Learning is an ongoing process that does not end when the student leaves the classroom.
Lifelong learning: Learners set goals and reflect on their progress in using languages for enjoyment, enrichment, and advancement. (World-Readiness Standards, 2015)
Learning new words is one of the most difficult aspects of L2 learning. Here is an example of an interactive technique involving negotiation.
For example, to explain “disaster” the teacher will ask, “What is a disaster?”The student may reply, “Accident? Something bad?”
Teacher, “Yes, a bad accident, but it also means the event causes a lot of suffering; perhaps people die…so when the Titanic sank, was it an accident or a disaster...?”
“If a fire destroyed a neighborhood, would that be an accident or a disaster...?”Students would answer, “Disaster.”
The teacher could go on to metaphorical meanings with advanced learners:” If you invited people over for a party and you didn’t have enough food…”(Lee & Muncie, June 2006)
Teaching hint No. 2
Vocabulary and content go together. Teachers can make sure that the students understand academic language.Content and ESL teachers need to cooperate to reach their common goals of student learning and meeting departmental objectives and outcomes.
Thankfully, more and more districts are encouraging content and English language teachers (ELTs) to join forces to support their multilingual students (Huynh, T., Feb. 1, 2019).
Teaching hint No. 3
Researchers have found that exercise helps with learning. Teachers can find ways to incorporate movement into vocabulary learning to aid in retention.
Exercise strengthens both the prefrontal cortex (which is involved in executive functioning) and the hippocampus (which plays a key role in memory and learning). In this way, exercise supports our ability to think creatively, make decisions, focus and retrieve key information (Kris, D.F. May 21, 2019).
The importance of reading
Reading is essential. It is the best way for students to expand their vocabularies, and it is linked to the other skills students need to succeed in the academic world and the world of work. This section is addressed to teachers of children, but it also applies to adult learners of ESL.
A new report says that nearly half of kids read for less than 15 minutes per day.No skill is more essential to students than reading. Every other domain of learning plays off our literacy abilities (Henderson, D.& Kerns, G., Dec. 6, 2019).
Learners should practice reading more. The authors compare reading practice to football practice or practicing with a musical instrument. Without intense practice, students will not master the skill.
This lack of practice translates to lower vocabulary acquisition, lower reading growth, and, eventually, students who are not ready for college or their careers (All you need is read).
Extensive reading opens up new areas of knowledge to the students. They can branch out into other fields beyond the classroom and make new discoveries for themselves.

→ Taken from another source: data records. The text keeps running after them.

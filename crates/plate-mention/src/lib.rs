//! Inline trigger suggestions ("@mentions") for the plate editor.

mod commit;
mod config;
mod element;
mod error;
mod matcher;
mod menu;
mod plugin;
mod position;
mod session;
mod state;

pub use crate::commit::*;
pub use crate::config::*;
pub use crate::element::*;
pub use crate::error::*;
pub use crate::matcher::*;
pub use crate::menu::*;
pub use crate::plugin::*;
pub use crate::position::*;
pub use crate::session::*;
pub use crate::state::*;

use plate_core::{Document, Editor, EditorConfig, RegistryError, Selection};

/// An editor with the mention plugin registered and its input-rule lookback
/// taken from `config`.
pub fn editor(
    config: &MentionConfig,
    doc: Document,
    selection: Selection,
) -> Result<Editor, RegistryError> {
    let editor_config = EditorConfig {
        input_rule_lookback: config.lookback,
        ..EditorConfig::default()
    };
    Ok(Editor::with_config(
        doc,
        selection,
        registry(config)?,
        editor_config,
    ))
}
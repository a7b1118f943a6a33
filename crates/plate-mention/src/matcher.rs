use std::ops::Range;

use plate_core::{LEAF_SENTINEL, clamp_to_char_boundary};

use crate::config::{DEFAULT_LOOKBACK, DEFAULT_TRIGGER, MentionConfig};

#[derive(Debug, Clone, PartialEq, Eq)]
pub struct TriggerMatch {
    /// Byte range of the run, trigger char included.
    pub range: Range<usize>,
    /// Run text without the trigger char.
    pub query: String,
}

/// Finds the trigger run covering a cursor in a block's leaf text.
#[derive(Debug, Clone, PartialEq, Eq)]
pub struct TriggerMatcher {
    trigger: char,
    allow_spaces: bool,
    lookback: usize,
}

impl Default for TriggerMatcher {
    fn default() -> Self {
        Self::new(DEFAULT_TRIGGER)
    }
}

pub(crate) fn is_boundary(ch: char) -> bool {
    ch.is_whitespace() || ch == '\0' || ch == LEAF_SENTINEL
}

impl TriggerMatcher {
    pub fn new(trigger: char) -> Self {
        Self {
            trigger,
            allow_spaces: true,
            lookback: DEFAULT_LOOKBACK,
        }
    }

    pub fn from_config(config: &MentionConfig) -> Self {
        Self::new(config.trigger)
            .allow_spaces(config.allow_spaces)
            .lookback(config.lookback)
    }

    pub fn allow_spaces(mut self, allow_spaces: bool) -> Self {
        self.allow_spaces = allow_spaces;
        self
    }

    pub fn lookback(mut self, lookback: usize) -> Self {
        self.lookback = lookback;
        self
    }

    pub fn trigger(&self) -> char {
        self.trigger
    }

    /// Scans `text` from `lookback` bytes before `cursor` and returns the
    /// first qualifying run with `from < cursor <= to`.
    ///
    /// Runs never overlap: one that fails to qualify still consumes its span
    /// before scanning resumes.
    pub fn find(&self, text: &str, cursor: usize) -> Option<TriggerMatch> {
        if text.is_empty() {
            return None;
        }
        let cursor = clamp_to_char_boundary(text, cursor);
        let start = clamp_to_char_boundary(text, cursor.saturating_sub(self.lookback));
        let window = &text[start..];
        let chars: Vec<(usize, char)> = window.char_indices().collect();

        let mut ix = 0;
        while ix < chars.len() {
            let (offset, ch) = chars[ix];
            if ch != self.trigger {
                ix += 1;
                continue;
            }

            let qualifies = ix == 0 || is_boundary(chars[ix - 1].1);
            let end_ix = self.run_end(&chars, ix);
            let end = chars.get(end_ix).map_or(window.len(), |(o, _)| *o);

            let from = start + offset;
            let to = start + end;
            if qualifies && from < cursor && cursor <= to {
                return Some(TriggerMatch {
                    range: from..to,
                    query: text[from + ch.len_utf8()..to].to_string(),
                });
            }
            if from >= cursor {
                return None;
            }
            ix = end_ix;
        }
        None
    }

    /// Index of the first char after the run starting at `start`.
    fn run_end(&self, chars: &[(usize, char)], start: usize) -> usize {
        let mut ix = start + 1;
        while let Some(&(_, ch)) = chars.get(ix) {
            if self.allow_spaces {
                if ch == '\n' || ch == '\0' || ch == LEAF_SENTINEL {
                    break;
                }
                // A single space right before the next trigger stays with this run.
                if ch.is_whitespace() && chars.get(ix + 1).is_some_and(|&(_, n)| n == self.trigger)
                {
                    return ix + 1;
                }
            } else if ch.is_whitespace() || ch == self.trigger {
                break;
            }
            ix += 1;
        }
        ix
    }
}
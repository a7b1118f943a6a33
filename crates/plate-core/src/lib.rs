mod core;
mod decoration;
pub mod markdown;
mod ops;
mod plugin;
mod serde_value;

pub use crate::core::*;
pub use crate::decoration::*;
pub use crate::ops::*;
pub use crate::plugin::*;
pub use crate::serde_value::*;
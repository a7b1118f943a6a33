use serde::{Deserialize, Serialize};

use crate::core::Document;
use crate::markdown;
use crate::plugin::PluginRegistry;

const DEFAULT_SCHEMA: &str = "plate";
const DEFAULT_VERSION: u32 = 1;

fn default_schema() -> String {
    DEFAULT_SCHEMA.to_string()
}

fn default_version() -> u32 {
    DEFAULT_VERSION
}

/// Versioned JSON envelope around a [`Document`].
#[derive(Debug, Clone, PartialEq, Serialize, Deserialize)]
pub struct PlateValue {
    #[serde(default = "default_schema")]
    pub schema: String,
    #[serde(default = "default_version")]
    pub version: u32,
    pub document: Document,
}

impl PlateValue {
    pub fn from_document(document: Document) -> Self {
        Self {
            schema: default_schema(),
            version: default_version(),
            document,
        }
    }

    pub fn into_document(self) -> Document {
        self.document
    }

    pub fn to_json_pretty(&self) -> Result<String, serde_json::Error> {
        serde_json::to_string_pretty(self)
    }

    pub fn from_json_str(s: &str) -> Result<Self, serde_json::Error> {
        serde_json::from_str(s)
    }

    pub fn to_markdown(&self, registry: &PluginRegistry) -> String {
        markdown::to_markdown(&self.document, registry)
    }

    pub fn from_markdown(s: &str, registry: &PluginRegistry) -> Self {
        Self::from_document(markdown::from_markdown(s, registry))
    }
}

The literature is quite clear: reading is a powerful form of student self-teaching. It creates a rhythm that allows students to teach themselves all types of things, but it requires time. (All you need is read).
Making another analogy to sports, the authors liken reading to weightlifting. One must try things that are somewhat hard but not overwhelming.
Similarly, students need challenging texts, but not so challenging that they cannot comprehend what they are reading. There is a balance between the quantity of reading each day and the quality of that reading.
Teaching hint No. 4
The readings should correlate to the students’ interests. If a student is interested in a topic, try to harness that, even and maybe especially for students who are reading below grade level. If they are interested in the Civil War, for example, get them started with simple texts about it.